Many of his poems refer to his Christchurch youth and much of his poetry alludes to alienation both from a bucolic New Zealand childhood and from the English pastoral literary tradition.

He taught in British schools from 1952 to 1975 where he became Head of English and died from pneumonia on 24 July 2000 in Rye, Sussex.
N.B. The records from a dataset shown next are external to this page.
use sea_orm_migration::prelude::*;

#[derive(DeriveMigrationName)]
pub struct Migration;

#[async_trait::async_trait]
impl MigrationTrait for Migration {
    async fn up(&self, manager: &SchemaManager) -> Result<(), DbErr> {
        // 用户表
        manager
            .create_table(
                Table::create()
                    .table(Users::Table)
                    .if_not_exists()
                    .col(
                        ColumnDef::new(Users::Id)
                            .big_integer()
                            .not_null()
                            .auto_increment()
                            .primary_key(),
                    )
                    .col(
                        ColumnDef::new(Users::Username)
                            .string_len(80)
                            .not_null()
                            .unique_key(),
                    )
                    .col(
                        ColumnDef::new(Users::Email)
                            .string_len(120)
                            .not_null()
                            .unique_key(),
                    )
                    .col(ColumnDef::new(Users::PasswordHash).string_len(256).not_null())
                    .col(
                        ColumnDef::new(Users::Role)
                            .string_len(20)
                            .not_null()
                            .default("student"),
                    )
                    .col(ColumnDef::new(Users::CreatedAt).big_integer().not_null())
                    .to_owned(),
            )
            .await?;

        // 课程表
        manager
            .create_table(
                Table::create()
                    .table(Classes::Table)
                    .if_not_exists()
                    .col(
                        ColumnDef::new(Classes::Id)
                            .big_integer()
                            .not_null()
                            .auto_increment()
                            .primary_key(),
                    )
                    .col(ColumnDef::new(Classes::Title).string_len(100).not_null())
                    .col(ColumnDef::new(Classes::Description).text().null())
                    .col(ColumnDef::new(Classes::TeacherId).big_integer().not_null())
                    .col(
                        ColumnDef::new(Classes::ScheduledTime)
                            .big_integer()
                            .not_null(),
                    )
                    .col(
                        ColumnDef::new(Classes::DurationMinutes)
                            .integer()
                            .not_null()
                            .default(60),
                    )
                    .col(
                        ColumnDef::new(Classes::IsLive)
                            .boolean()
                            .not_null()
                            .default(false),
                    )
                    .col(
                        ColumnDef::new(Classes::Status)
                            .string_len(20)
                            .not_null()
                            .default("scheduled"),
                    )
                    .col(ColumnDef::new(Classes::CreatedAt).big_integer().not_null())
                    .foreign_key(
                        ForeignKey::create()
                            .from(Classes::Table, Classes::TeacherId)
                            .to(Users::Table, Users::Id)
                            .on_delete(ForeignKeyAction::Cascade),
                    )
                    .to_owned(),
            )
            .await?;

        // 选课表
        manager
            .create_table(
                Table::create()
                    .table(Enrollments::Table)
                    .if_not_exists()
                    .col(
                        ColumnDef::new(Enrollments::Id)
                            .big_integer()
                            .not_null()
                            .auto_increment()
                            .primary_key(),
                    )
                    .col(
                        ColumnDef::new(Enrollments::StudentId)
                            .big_integer()
                            .not_null(),
                    )
                    .col(ColumnDef::new(Enrollments::ClassId).big_integer().not_null())
                    .col(
                        ColumnDef::new(Enrollments::EnrolledAt)
                            .big_integer()
                            .not_null(),
                    )
                    .col(
                        ColumnDef::new(Enrollments::AttendanceStatus)
                            .string_len(20)
                            .not_null()
                            .default("enrolled"),
                    )
                    .foreign_key(
                        ForeignKey::create()
                            .from(Enrollments::Table, Enrollments::StudentId)
                            .to(Users::Table, Users::Id)
                            .on_delete(ForeignKeyAction::Cascade),
                    )
                    .foreign_key(
                        ForeignKey::create()
                            .from(Enrollments::Table, Enrollments::ClassId)
                            .to(Classes::Table, Classes::Id)
                            .on_delete(ForeignKeyAction::Cascade),
                    )
                    .to_owned(),
            )
            .await?;

        // 课程资料表
        manager
            .create_table(
                Table::create()
                    .table(Materials::Table)
                    .if_not_exists()
                    .col(
                        ColumnDef::new(Materials::Id)
                            .big_integer()
                            .not_null()
                            .auto_increment()
                            .primary_key(),
                    )
                    .col(ColumnDef::new(Materials::Title).string_len(100).not_null())
                    .col(ColumnDef::new(Materials::Description).text().null())
                    .col(
                        ColumnDef::new(Materials::Filename)
                            .string_len(255)
                            .not_null()
                            .unique_key(),
                    )
                    .col(ColumnDef::new(Materials::FileType).string_len(50).null())
                    .col(ColumnDef::new(Materials::ClassId).big_integer().not_null())
                    .col(
                        ColumnDef::new(Materials::UploadedAt)
                            .big_integer()
                            .not_null(),
                    )
                    .foreign_key(
                        ForeignKey::create()
                            .from(Materials::Table, Materials::ClassId)
                            .to(Classes::Table, Classes::Id)
                            .on_delete(ForeignKeyAction::Cascade),
                    )
                    .to_owned(),
            )
            .await?;

        // 索引
        manager
            .create_index(
                Index::create()
                    .if_not_exists()
                    .name("idx_classes_teacher_id")
                    .table(Classes::Table)
                    .col(Classes::TeacherId)
                    .to_owned(),
            )
            .await?;

        // 同一学生对同一课程只能有一条选课记录
        manager
            .create_index(
                Index::create()
                    .if_not_exists()
                    .name("uq_enrollments_student_class")
                    .table(Enrollments::Table)
                    .col(Enrollments::StudentId)
                    .col(Enrollments::ClassId)
                    .unique()
                    .to_owned(),
            )
            .await?;

        manager
            .create_index(
                Index::create()
                    .if_not_exists()
                    .name("idx_enrollments_class_id")
                    .table(Enrollments::Table)
                    .col(Enrollments::ClassId)
                    .to_owned(),
            )
            .await?;

        manager
            .create_index(
                Index::create()
                    .if_not_exists()
                    .name("idx_materials_class_id")
                    .table(Materials::Table)
                    .col(Materials::ClassId)
                    .to_owned(),
            )
            .await?;

        Ok(())
    }

    async fn down(&self, manager: &SchemaManager) -> Result<(), DbErr> {
        // 按照创建的相反顺序删除
        manager
            .drop_table(Table::drop().table(Materials::Table).to_owned())
            .await?;
        manager
            .drop_table(Table::drop().table(Enrollments::Table).to_owned())
            .await?;
        manager
            .drop_table(Table::drop().table(Classes::Table).to_owned())
            .await?;
        manager
            .drop_table(Table::drop().table(Users::Table).to_owned())
            .await?;
        Ok(())
    }
}

#[derive(DeriveIden)]
enum Users {
    #[sea_orm(iden = "users")]
    Table,
    Id,
    Username,
    Email,
    PasswordHash,
    Role,
    CreatedAt,
}

#[derive(DeriveIden)]
enum Classes {
    #[sea_orm(iden = "classes")]
    Table,
    Id,
    Title,
    Description,
    TeacherId,
    ScheduledTime,
    DurationMinutes,
    IsLive,
    Status,
    CreatedAt,
}

#[derive(DeriveIden)]
enum Enrollments {
    #[sea_orm(iden = "enrollments")]
    Table,
    Id,
    StudentId,
    ClassId,
    EnrolledAt,
    AttendanceStatus,
}

#[derive(DeriveIden)]
enum Materials {
    #[sea_orm(iden = "materials")]
    Table,
    Id,
    Title,
    Description,
    Filename,
    FileType,
    ClassId,
    UploadedAt,
}
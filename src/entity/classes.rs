//! 课程实体

use sea_orm::entity::prelude::*;

#[derive(Clone, Debug, PartialEq, DeriveEntityModel)]
#[sea_orm(table_name = "classes")]
pub struct Model {
    #[sea_orm(primary_key)]
    pub id: i64,
    pub title: String,
    pub description: Option<String>,
    pub teacher_id: i64,
    pub scheduled_time: i64,
    pub duration_minutes: i32,
    pub is_live: bool,
    pub status: String,
    pub created_at: i64,
}

#[derive(Copy, Clone, Debug, EnumIter, DeriveRelation)]
pub enum Relation {
    #[sea_orm(
        belongs_to = "super::users::Entity",
        from = "Column::TeacherId",
        to = "super::users::Column::Id"
    )]
    Teacher,
    #[sea_orm(has_many = "super::enrollments::Entity")]
    Enrollments,
    #[sea_orm(has_many = "super::materials::Entity")]
    Materials,
}

impl Related<super::users::Entity> for Entity {
    fn to() -> RelationDef {
        Relation::Teacher.def()
    }
}

impl Related<super::enrollments::Entity> for Entity {
    fn to() -> RelationDef {
        Relation::Enrollments.def()
    }
}

impl Related<super::materials::Entity> for Entity {
    fn to() -> RelationDef {
        Relation::Materials.def()
    }
}

impl ActiveModelBehavior for ActiveModel {}

// 从数据库模型转换为业务模型
impl Model {
    pub fn into_class(self) -> crate::models::classes::entities::Class {
        use crate::models::classes::entities::{Class, ClassStatus};

        Class {
            id: self.id,
            title: self.title,
            description: self.description,
            teacher_id: self.teacher_id,
            scheduled_time: super::timestamp_to_datetime(self.scheduled_time),
            duration_minutes: self.duration_minutes,
            is_live: self.is_live,
            status: self
                .status
                .parse::<ClassStatus>()
                .unwrap_or(ClassStatus::Scheduled),
            created_at: super::timestamp_to_datetime(self.created_at),
        }
    }
}
pub mod entities;
pub mod requests;
pub mod responses;
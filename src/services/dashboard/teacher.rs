use actix_web::{HttpRequest, HttpResponse, Result as ActixResult};

use crate::models::{SessionContext, classes::responses::TeacherDashboard};
use crate::views;

use super::DashboardService;

// 控制台展示的最近资料条数
const RECENT_MATERIALS_LIMIT: u64 = 5;

pub async fn handle_teacher_dashboard(
    service: &DashboardService,
    session: &SessionContext,
    request: &HttpRequest,
) -> ActixResult<HttpResponse> {
    let storage = service.get_storage(request);

    // 按开课时间倒序
    let classes = storage
        .list_classes_by_teacher(session.user_id, true)
        .await?;
    let recent_materials = storage
        .list_recent_materials_by_teacher(session.user_id, RECENT_MATERIALS_LIMIT)
        .await?;

    let dashboard = TeacherDashboard::new(classes, recent_materials);
    let content = views::teacher_dashboard_page(session, &dashboard)?;

    Ok(views::page_response(
        request,
        "Teacher Dashboard",
        Some(session),
        &content,
    )?)
}
use serde::{Deserialize, Serialize};

// 用户角色，注册时确定，之后不可修改
#[derive(Debug, Clone, Serialize, PartialEq, Eq)]
#[serde(rename_all = "snake_case")]
pub enum UserRole {
    Teacher, // 教师
    Student, // 学生
}

impl UserRole {
    pub const TEACHER: &'static str = "teacher";
    pub const STUDENT: &'static str = "student";

    pub fn dashboard_path(&self) -> &'static str {
        match self {
            UserRole::Teacher => "/teacher/dashboard",
            UserRole::Student => "/student/dashboard",
        }
    }
}

impl<'de> Deserialize<'de> for UserRole {
    fn deserialize<D>(deserializer: D) -> Result<Self, D::Error>
    where
        D: serde::Deserializer<'de>,
    {
        let s = String::deserialize(deserializer)?;
        s.parse::<UserRole>().map_err(|_| {
            serde::de::Error::custom(format!(
                "Invalid user role: '{s}'. Supported roles: teacher, student"
            ))
        })
    }
}

impl std::fmt::Display for UserRole {
    fn fmt(&self, f: &mut std::fmt::Formatter<'_>) -> std::fmt::Result {
        match self {
            UserRole::Teacher => write!(f, "{}", UserRole::TEACHER),
            UserRole::Student => write!(f, "{}", UserRole::STUDENT),
        }
    }
}

impl std::str::FromStr for UserRole {
    type Err = String;

    fn from_str(s: &str) -> Result<Self, Self::Err> {
        match s {
            UserRole::TEACHER => Ok(UserRole::Teacher),
            UserRole::STUDENT => Ok(UserRole::Student),
            _ => Err(format!("Invalid user role: {s}")),
        }
    }
}

// 用户实体
#[derive(Debug, Clone, Serialize, Deserialize)]
pub struct User {
    pub id: i64,
    pub username: String,
    pub email: String,
    #[serde(skip_serializing, default)] // 不序列化密码哈希
    pub password_hash: String,
    pub role: UserRole,
    pub created_at: chrono::DateTime<chrono::Utc>,
}

#[cfg(test)]
mod tests {
    use super::*;

    #[test]
    fn test_role_round_trips_through_strings() {
        assert_eq!("teacher".parse::<UserRole>(), Ok(UserRole::Teacher));
        assert_eq!("student".parse::<UserRole>(), Ok(UserRole::Student));
        assert_eq!(UserRole::Teacher.to_string(), "teacher");
    }

    #[test]
    fn test_unknown_role_is_rejected() {
        assert!("admin".parse::<UserRole>().is_err());
        assert!("Teacher".parse::<UserRole>().is_err());
    }
}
He was survived by his wife Margaret whom he married in 1936, a son and two daughters.

== Published works ==
- A Day's Journey (1941, Caxton Press)
- Signs and Wonders (1944, Caxton Press)
- Canterbury and other poems (1949, Caxton Press)
- Hatherley: recollective lyrics (1968)
- A Little Gallery of Characters (1971, Nag's Head Press)
- Bedlam, A Mid-Century Satire (1972, Nag's Head Press)
- The Unreturning Native and other poems (1973, Nag's Head Press)
- The Stream (1979, Nag's Head Press)
- Windfalls and other poems (1983, Nag's Head Press)
- Selected Poems (2004, Global Vision, Vienna)
- Summer Afternoon (2014, Pear Tree Press, Auckland)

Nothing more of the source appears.